Just the other week I was heading up through Boulder to catch up with my long time buddy Pat Morgan, and I hit a bit of rain coming from some clouds that had just passed the front range. Shortly after the rain started, I came up behind another group of riders on Harleys and the 5 of us continued to battle it out in the rain for the next 20 miles or so. After it seemed like things weren't going to let up from the west, we all decided to head east and beat out the storm. We turned right to head toward Longmont, and all kicked it into 6th gear. Not only did we get out of the rain, but after another 20 miles we popped out from under the clouds and were met with a ray of sunshine so bright, I must have dried off completely in just a few minutes. At the next stop light, they pulled into the left turn lane, and I into the right. After riding as a pack for about an hour, we simply exchanged nods and went our separate ways.
This camaraderie that there is amongst riders is something I cherish the most about being on the road, and I'm sure you've felt the same yourself many times before. Driving in a car can be so mindless and dull at times, but the moment you step onto the road with your bike, you're right in the action and you can almost feel the support from riders you pass by or get the chance to ride with, even if only for a few moments.
Now as I said things had been pretty uneventful on the bike aside from the beautiful rides out here like the one I just mentioned. But after a few weeks it almost seemed too good to be true. I hadn't had any close calls, no one swerving into me on the highway, no one cutting me off, etc. and so of course, I was due. When I told my dad the following story, he even said it seemed like I nearly willed it into existence.
One day after work the traffic on the highway was real bad, and so I decided to take a different route home. As I was passing through a neighborhood of Denver, I began to take a long curve at around 30, when unbeknownst to me, there was a stop light in the middle of the bend. It went yellow as I approached and given there were other cars at the intersection I slammed on my front brake in an attempt to make a quick stop. Before I knew it, I couldn't get the bike totally upright in time, and out goes my back end. The next set of events happened so fast I can barely even retell it now, but I guess somehow I popped up off of the bike, let it slide out under me, ran over to the fallen hog, jacked it back up on two wheels, and took back off again through the intersection.
I pulled over and one guy stopped and asked it I was alright, to which I replied, "Yeah, I think the bike is fine." He laughed at the fact that I responded with the status of my bike and not myself, but took it as I was okay as well and scooted off. So, just like that, about a month into the trip, I dumped the bike and somehow got off with no injuries aside from some cosmetic blemishes on my hands and the saddle bags.

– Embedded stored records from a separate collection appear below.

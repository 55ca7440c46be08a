//! Grid positions.

use std::fmt;

/// A cell position on a square letter grid, as `(row, col)`.
///
/// Positions are plain values with no knowledge of grid bounds; the grid
/// that hands them out guarantees they are in range.
#[derive(Clone, Copy, Debug, PartialEq, Eq, Hash, PartialOrd, Ord)]
pub struct Pos {
    /// Zero-based row index.
    pub row: usize,
    /// Zero-based column index.
    pub col: usize,
}

impl Pos {
    /// Create a position from a row and column.
    pub const fn new(row: usize, col: usize) -> Self {
        Self { row, col }
    }

    /// Whether `other` is one of the 8 cells surrounding `self`.
    ///
    /// A position is never adjacent to itself.
    pub fn is_adjacent(&self, other: &Pos) -> bool {
        let dr = self.row.abs_diff(other.row);
        let dc = self.col.abs_diff(other.col);
        dr <= 1 && dc <= 1 && (dr, dc) != (0, 0)
    }
}

impl From<(usize, usize)> for Pos {
    fn from((row, col): (usize, usize)) -> Self {
        Self { row, col }
    }
}

impl fmt::Display for Pos {
    fn fmt(&self, f: &mut fmt::Formatter<'_>) -> fmt::Result {
        write!(f, "({}, {})", self.row, self.col)
    }
}
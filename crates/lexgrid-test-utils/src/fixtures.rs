//! Instrumented index fixtures.
//!
//! - [`CountingIndex`] wraps another index and records every query.
//! - [`PanickingIndex`] wraps another index and panics on one chosen query.

use std::collections::HashSet;
use std::sync::atomic::{AtomicUsize, Ordering};
use std::sync::Mutex;

use lexgrid_core::PrefixIndex;

/// Counts and records the strings passed to `is_prefix` / `is_word`.
///
/// Used to check that pruned branches are never extended: a pruned
/// prefix is queried once and nothing beginning with it is queried after.
pub struct CountingIndex<P> {
    inner: P,
    prefix_calls: AtomicUsize,
    word_calls: AtomicUsize,
    queried: Mutex<Vec<String>>,
}

impl<P: PrefixIndex> CountingIndex<P> {
    pub fn new(inner: P) -> Self {
        Self {
            inner,
            prefix_calls: AtomicUsize::new(0),
            word_calls: AtomicUsize::new(0),
            queried: Mutex::new(Vec::new()),
        }
    }

    pub fn prefix_calls(&self) -> usize {
        self.prefix_calls.load(Ordering::SeqCst)
    }

    pub fn word_calls(&self) -> usize {
        self.word_calls.load(Ordering::SeqCst)
    }

    /// Every string passed to `is_prefix`, in call order.
    pub fn queried(&self) -> Vec<String> {
        self.queried.lock().unwrap().clone()
    }

    /// Distinct strings passed to `is_prefix`.
    pub fn queried_set(&self) -> HashSet<String> {
        self.queried().into_iter().collect()
    }
}

impl<P: PrefixIndex> PrefixIndex for CountingIndex<P> {
    fn is_prefix(&self, s: &str) -> bool {
        self.prefix_calls.fetch_add(1, Ordering::SeqCst);
        self.queried.lock().unwrap().push(s.to_owned());
        self.inner.is_prefix(s)
    }

    fn is_word(&self, s: &str) -> bool {
        self.word_calls.fetch_add(1, Ordering::SeqCst);
        self.inner.is_word(s)
    }
}

/// Panics when `is_prefix` is asked about one specific string.
///
/// Simulates a step failure in the middle of a search.
pub struct PanickingIndex<P> {
    inner: P,
    trigger: String,
    hits: AtomicUsize,
}

impl<P: PrefixIndex> PanickingIndex<P> {
    pub fn new(inner: P, trigger: impl Into<String>) -> Self {
        Self {
            inner,
            trigger: trigger.into(),
            hits: AtomicUsize::new(0),
        }
    }

    /// How many times the trigger string was queried (and panicked).
    pub fn hits(&self) -> usize {
        self.hits.load(Ordering::SeqCst)
    }
}

impl<P: PrefixIndex> PrefixIndex for PanickingIndex<P> {
    fn is_prefix(&self, s: &str) -> bool {
        if s == self.trigger {
            self.hits.fetch_add(1, Ordering::SeqCst);
            panic!("injected index failure on {s:?}");
        }
        self.inner.is_prefix(s)
    }

    fn is_word(&self, s: &str) -> bool {
        self.inner.is_word(s)
    }
}
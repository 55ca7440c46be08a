//! The per-route expansion algorithm and the context workers share.

use std::sync::Arc;

use lexgrid_core::PrefixIndex;
use lexgrid_grid::{FoundWord, Grid, Route};

use crate::frontier::Frontier;
use crate::metrics::SearchMetrics;
use crate::sink::WordSink;

/// What one step did with its route.
#[derive(Clone, Copy, Debug, PartialEq, Eq)]
pub enum StepOutcome {
    /// The route's word prefixes no dictionary word; nothing was pushed
    /// or emitted.
    Pruned,
    /// The route's word is a valid prefix.
    Expanded {
        /// Extended routes pushed (zero at a dead end).
        children: usize,
        /// Whether the word was emitted as found.
        emitted: bool,
    },
}

/// Expand one route.
///
/// 1. Derive the word spelled by `route`.
/// 2. If it prefixes no dictionary word, stop: the branch is pruned.
/// 3. If it is a dictionary word at least `min_word_len` letters long,
///    hand a [`FoundWord`] to `emit`. Expansion continues either way,
///    since a word may prefix a longer one.
/// 4. Hand `route + neighbour` to `push` for every neighbour of the last
///    cell that the route does not already visit.
///
/// Pure apart from the two callbacks, which keeps it testable without a
/// frontier or threads.
pub fn expand<P, E>(
    grid: &Grid,
    index: &dyn PrefixIndex,
    min_word_len: usize,
    route: Route,
    mut push: P,
    emit: E,
) -> StepOutcome
where
    P: FnMut(Route),
    E: FnOnce(FoundWord),
{
    let word = route.word(grid);
    if !index.is_prefix(&word) {
        return StepOutcome::Pruned;
    }

    let emitted = route.len() >= min_word_len && index.is_word(&word);
    if emitted {
        // Emit before any child is pushed: a step that unwinds inside
        // `emit` leaves nothing of its subtree on the frontier.
        emit(FoundWord {
            word,
            route: route.clone(),
        });
    }

    let mut children = 0;
    for next in grid.neighbours(route.last()) {
        if !route.contains(next) {
            push(route.extended(next));
            children += 1;
        }
    }
    StepOutcome::Expanded { children, emitted }
}

/// Everything a worker needs, built once per run and shared by `Arc`.
///
/// Grid and index are immutable; the frontier is the only shared mutable
/// state, and the sink and metrics synchronize internally.
pub struct SearchContext {
    grid: Arc<Grid>,
    index: Arc<dyn PrefixIndex>,
    sink: Arc<dyn WordSink>,
    frontier: Frontier,
    metrics: SearchMetrics,
    min_word_len: usize,
}

impl SearchContext {
    /// Assemble a context with an empty frontier and zeroed metrics.
    pub fn new(
        grid: Arc<Grid>,
        index: Arc<dyn PrefixIndex>,
        sink: Arc<dyn WordSink>,
        min_word_len: usize,
    ) -> Self {
        Self {
            grid,
            index,
            sink,
            frontier: Frontier::new(),
            metrics: SearchMetrics::new(),
            min_word_len,
        }
    }

    /// The grid being searched.
    pub fn grid(&self) -> &Grid {
        &self.grid
    }

    /// The shared work queue.
    pub fn frontier(&self) -> &Frontier {
        &self.frontier
    }

    /// Live counters for this run.
    pub fn metrics(&self) -> &SearchMetrics {
        &self.metrics
    }

    /// Push one singleton route per grid cell. Returns how many.
    pub fn seed(&self) -> usize {
        let mut seeded = 0;
        for pos in self.grid.positions() {
            self.frontier.push(Route::singleton(pos));
            seeded += 1;
        }
        self.metrics.record_pushed(seeded as u64);
        seeded
    }

    /// Run [`expand`] for `route` against this context's frontier and
    /// sink, recording the outcome.
    ///
    /// Does not acknowledge the route: the caller does that once this
    /// returns (or unwinds).
    pub fn step(&self, route: Route) -> StepOutcome {
        let outcome = expand(
            &self.grid,
            self.index.as_ref(),
            self.min_word_len,
            route,
            |child| self.frontier.push(child),
            |found| self.sink.emit(found),
        );
        self.metrics.record(&outcome);
        outcome
    }
}
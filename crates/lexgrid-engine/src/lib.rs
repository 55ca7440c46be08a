//! Parallel prefix-pruned path search for lexgrid.
//!
//! The engine finds every dictionary word that can be traced along a
//! cycle-free path of adjacent grid cells. Work is an explicit, growing
//! [`Frontier`] of partial routes rather than call-stack recursion, so it
//! spreads across a pool of worker threads.
//!
//! # Architecture
//!
//! ```text
//! Coordinator (Solver::run)         Frontier                Workers (N)
//!     |                                |                        |
//!     |--push(singleton) x N²--------->| outstanding += 1       |
//!     |--spawn N workers------------------------------------->  |
//!     |                                |<--------pop()----------|
//!     |                                |                step(route):
//!     |                                |                  prune / emit
//!     |                                |<--push(child)----------| outstanding += 1
//!     |                                |<--acknowledge()--------| outstanding -= 1
//!     |--await_idle()----------------->| blocks until 0         |
//!     |--push_shutdown() x N---------->|                        |
//!     |                                |<--------pop()----------| token: ack + exit
//!     |--join workers------------------------------------------>|
//! ```
//!
//! A popped item is acknowledged only after its step, including every
//! push it makes, has finished. The outstanding count therefore cannot
//! reach zero while any branch can still produce work, which makes
//! [`Frontier::await_idle`] the completion signal.

#![deny(missing_docs)]
#![deny(rustdoc::broken_intra_doc_links)]
#![forbid(unsafe_code)]

pub mod config;
pub mod frontier;
pub mod metrics;
pub mod sink;
pub mod solver;
pub mod step;
mod worker;

pub use config::{ConfigError, SearchConfig};
pub use frontier::{Ack, Frontier, FrontierItem};
pub use metrics::{MetricsSnapshot, SearchMetrics};
pub use sink::{ChannelSink, FnSink, VecSink, WordSink, WriterSink};
pub use solver::{solve, SearchError, SearchReport, Solver, SolverState};
pub use step::{expand, SearchContext, StepOutcome};
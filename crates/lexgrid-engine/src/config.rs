//! Search configuration, validation, and error types.

use std::error::Error;
use std::fmt;

/// Upper bound applied to an explicit worker count.
pub const MAX_WORKERS: usize = 256;

// ── SearchConfig ──────────────────────────────────────────────────

/// Configuration for a [`Solver`](crate::solver::Solver) run.
#[derive(Clone, Debug)]
pub struct SearchConfig {
    /// Number of worker threads. `None` = one per available processing
    /// unit (`available_parallelism`, at least 1).
    pub worker_count: Option<usize>,
    /// Shortest word that is emitted. Shorter words are still expanded,
    /// since they may prefix a longer word. Default: 1.
    pub min_word_len: usize,
}

impl Default for SearchConfig {
    fn default() -> Self {
        Self {
            worker_count: None,
            min_word_len: 1,
        }
    }
}

impl SearchConfig {
    /// Check structural invariants.
    pub fn validate(&self) -> Result<(), ConfigError> {
        if self.worker_count == Some(0) {
            return Err(ConfigError::ZeroWorkers);
        }
        if self.min_word_len == 0 {
            return Err(ConfigError::ZeroMinWordLen);
        }
        Ok(())
    }

    /// Resolve the actual worker count, applying auto-detection if `None`.
    ///
    /// Explicit values are clamped to `[1, MAX_WORKERS]`.
    pub fn resolved_worker_count(&self) -> usize {
        match self.worker_count {
            Some(n) => n.clamp(1, MAX_WORKERS),
            None => std::thread::available_parallelism()
                .map(|n| n.get())
                .unwrap_or(1),
        }
    }
}

// ── ConfigError ────────────────────────────────────────────────────

/// Errors detected during [`SearchConfig::validate()`].
#[derive(Clone, Debug, PartialEq, Eq)]
pub enum ConfigError {
    /// An explicit worker count of zero.
    ZeroWorkers,
    /// A minimum word length of zero.
    ZeroMinWordLen,
}

impl fmt::Display for ConfigError {
    fn fmt(&self, f: &mut fmt::Formatter<'_>) -> fmt::Result {
        match self {
            Self::ZeroWorkers => write!(f, "worker_count must be at least 1"),
            Self::ZeroMinWordLen => write!(f, "min_word_len must be at least 1"),
        }
    }
}

impl Error for ConfigError {}
//! Capability traits consumed by the search engine.

use std::sync::Arc;

/// Read-only prefix and word membership queries over a dictionary.
///
/// The search engine prunes a branch the moment its word stops being a
/// prefix of any dictionary word, and emits a result whenever the word is
/// itself a complete dictionary word.
///
/// Implementations are built once before a search starts and are read
/// concurrently by every worker without synchronization, hence the
/// `Send + Sync` bound. Both queries are total over strings: an
/// implementation never fails, it answers `false`.
pub trait PrefixIndex: Send + Sync {
    /// Whether `s` is a prefix of at least one word (including the word
    /// equal to `s`).
    fn is_prefix(&self, s: &str) -> bool;

    /// Whether `s` is exactly a word in the dictionary.
    fn is_word(&self, s: &str) -> bool;
}

impl<T: PrefixIndex + ?Sized> PrefixIndex for &T {
    fn is_prefix(&self, s: &str) -> bool {
        (**self).is_prefix(s)
    }

    fn is_word(&self, s: &str) -> bool {
        (**self).is_word(s)
    }
}

impl<T: PrefixIndex + ?Sized> PrefixIndex for Arc<T> {
    fn is_prefix(&self, s: &str) -> bool {
        (**self).is_prefix(s)
    }

    fn is_word(&self, s: &str) -> bool {
        (**self).is_word(s)
    }
}

impl<T: PrefixIndex + ?Sized> PrefixIndex for Box<T> {
    fn is_prefix(&self, s: &str) -> bool {
        (**self).is_prefix(s)
    }

    fn is_word(&self, s: &str) -> bool {
        (**self).is_word(s)
    }
}

// Compile-time assertion: PrefixIndex must be object safe.
const _: fn() = || {
    let _: Option<&dyn PrefixIndex> = None;
};

#[cfg(test)]
mod tests {
    use super::*;

    struct Only(&'static str);

    impl PrefixIndex for Only {
        fn is_prefix(&self, s: &str) -> bool {
            self.0.starts_with(s)
        }

        fn is_word(&self, s: &str) -> bool {
            self.0 == s
        }
    }

    #[test]
    fn arc_dyn_delegates() {
        let index: Arc<dyn PrefixIndex> = Arc::new(Only("CAT"));
        assert!(index.is_prefix("CA"));
        assert!(index.is_word("CAT"));
        assert!(!index.is_word("CA"));
    }

    #[test]
    fn reference_delegates() {
        let only = Only("AT");
        let by_ref: &dyn PrefixIndex = &only;
        assert!((&by_ref).is_prefix("A"));
        assert!(!(&by_ref).is_prefix("T"));
    }
}
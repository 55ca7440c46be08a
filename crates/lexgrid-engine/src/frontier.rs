//! The shared work queue with outstanding-work tracking.
//!
//! [`Frontier`] pairs an unbounded crossbeam channel of pending items
//! with a count of items pushed but not yet acknowledged. The count is
//! incremented *before* an item becomes visible to consumers and
//! decremented only when its consumer acknowledges it, so
//!
//! ```text
//! outstanding == pushed - acknowledged >= 0
//! ```
//!
//! holds at every instant, and zero means nothing is queued or in flight
//! anywhere. Checking the queue for emptiness would not do: a worker
//! midway through a step has an empty queue in front of it but may be
//! about to push more work.

use std::sync::{Condvar, Mutex, MutexGuard, PoisonError};

use crossbeam_channel::{Receiver, Sender};
use lexgrid_grid::Route;

/// An item pulled from the frontier.
#[derive(Clone, Debug, PartialEq, Eq)]
pub enum FrontierItem {
    /// A route pending expansion.
    Route(Route),
    /// Tells the worker that pops it to acknowledge it and exit.
    Shutdown,
}

/// Concurrent multiset of pending routes with an "all work done" signal.
///
/// Consumers must not rely on FIFO order; the channel happens to be FIFO
/// but correctness only depends on the outstanding count.
pub struct Frontier {
    tx: Sender<FrontierItem>,
    rx: Receiver<FrontierItem>,
    outstanding: Mutex<usize>,
    idle: Condvar,
}

// Compile-time assertion: Frontier must be Send + Sync.
const _: fn() = || {
    fn assert<T: Send + Sync>() {}
    assert::<Frontier>();
};

impl Default for Frontier {
    fn default() -> Self {
        Self::new()
    }
}

impl Frontier {
    /// Create an empty frontier with zero outstanding work.
    pub fn new() -> Self {
        let (tx, rx) = crossbeam_channel::unbounded();
        Self {
            tx,
            rx,
            outstanding: Mutex::new(0),
            idle: Condvar::new(),
        }
    }

    /// Enqueue a route. Never blocks.
    pub fn push(&self, route: Route) {
        self.enqueue(FrontierItem::Route(route));
    }

    /// Enqueue one shutdown token. Counted like any other item, so it
    /// must be acknowledged by the worker that pops it.
    pub fn push_shutdown(&self) {
        self.enqueue(FrontierItem::Shutdown);
    }

    fn enqueue(&self, item: FrontierItem) {
        *self.count() += 1;
        // The frontier owns the receiver, so the channel cannot be
        // disconnected while `self` is alive.
        let _ = self.tx.send(item);
    }

    /// Block until an item is available and return it.
    ///
    /// The item stays outstanding until [`acknowledge`](Self::acknowledge)
    /// is called for it.
    pub fn pop(&self) -> FrontierItem {
        self.rx.recv().unwrap_or(FrontierItem::Shutdown)
    }

    /// Pop an item together with a guard that acknowledges it on drop.
    ///
    /// Holding the guard across the item's processing guarantees exactly
    /// one acknowledgement per item, including when processing unwinds.
    pub fn pop_guarded(&self) -> (FrontierItem, Ack<'_>) {
        let item = self.pop();
        (item, Ack { frontier: self })
    }

    /// Mark one previously popped item as fully processed.
    ///
    /// Wakes every [`await_idle`](Self::await_idle) caller when the
    /// outstanding count reaches zero. Acknowledging more items than were
    /// pushed is a protocol violation; debug builds assert, release
    /// builds leave the count at zero.
    pub fn acknowledge(&self) {
        let mut count = self.count();
        debug_assert!(*count > 0, "acknowledge() without outstanding work");
        *count = count.saturating_sub(1);
        if *count == 0 {
            self.idle.notify_all();
        }
    }

    /// Block until the outstanding count is zero.
    pub fn await_idle(&self) {
        let count = self.count();
        let _idle = self
            .idle
            .wait_while(count, |n| *n > 0)
            .unwrap_or_else(PoisonError::into_inner);
    }

    #[cfg(test)]
    fn await_idle_timeout(&self, timeout: std::time::Duration) -> bool {
        let count = self.count();
        let (_count, result) = self
            .idle
            .wait_timeout_while(count, timeout, |n| *n > 0)
            .unwrap_or_else(PoisonError::into_inner);
        !result.timed_out()
    }

    /// Items pushed but not yet acknowledged.
    pub fn outstanding(&self) -> usize {
        *self.count()
    }

    #[cfg(test)]
    fn queued(&self) -> usize {
        self.rx.len()
    }

    fn count(&self) -> MutexGuard<'_, usize> {
        // The counter is a plain integer; a panic elsewhere while holding
        // the lock cannot leave it half-updated.
        self.outstanding
            .lock()
            .unwrap_or_else(PoisonError::into_inner)
    }
}

/// Acknowledges one popped item when dropped.
#[must_use = "dropping the guard acknowledges the item immediately"]
pub struct Ack<'a> {
    frontier: &'a Frontier,
}

impl Drop for Ack<'_> {
    fn drop(&mut self) {
        self.frontier.acknowledge();
    }
}
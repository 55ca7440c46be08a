//! Core types and traits for the lexgrid word-grid solver.
//!
//! This is the leaf crate with zero internal dependencies. It defines
//! the fundamental abstractions used throughout the lexgrid workspace:
//! grid positions, the [`PrefixIndex`] capability consumed by the search
//! engine, and the error types for grid and route validation.

#![deny(missing_docs)]
#![deny(rustdoc::broken_intra_doc_links)]
#![forbid(unsafe_code)]

pub mod error;
pub mod pos;
pub mod traits;

pub use error::{GridError, RouteError};
pub use pos::Pos;
pub use traits::PrefixIndex;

To tell the truth, I'm actually pretty happy about how everything went down. I'd be the first to admit that I may have been getting a bit too confident on the bike, and this was a good reminder that while there's many a beautiful thing about the roads we get to ride, it can get ugly fast when you take them for granted.
I'm headed out of Denver on Saturday for another bigger ride out to Salt Lake City, and I can't wait to strap everything to the bike again and set out for some major miles. There's still a lot to do around Denver on the bike, but I'll just have to tag some more of it next time with you.
Live to ride, ride to live.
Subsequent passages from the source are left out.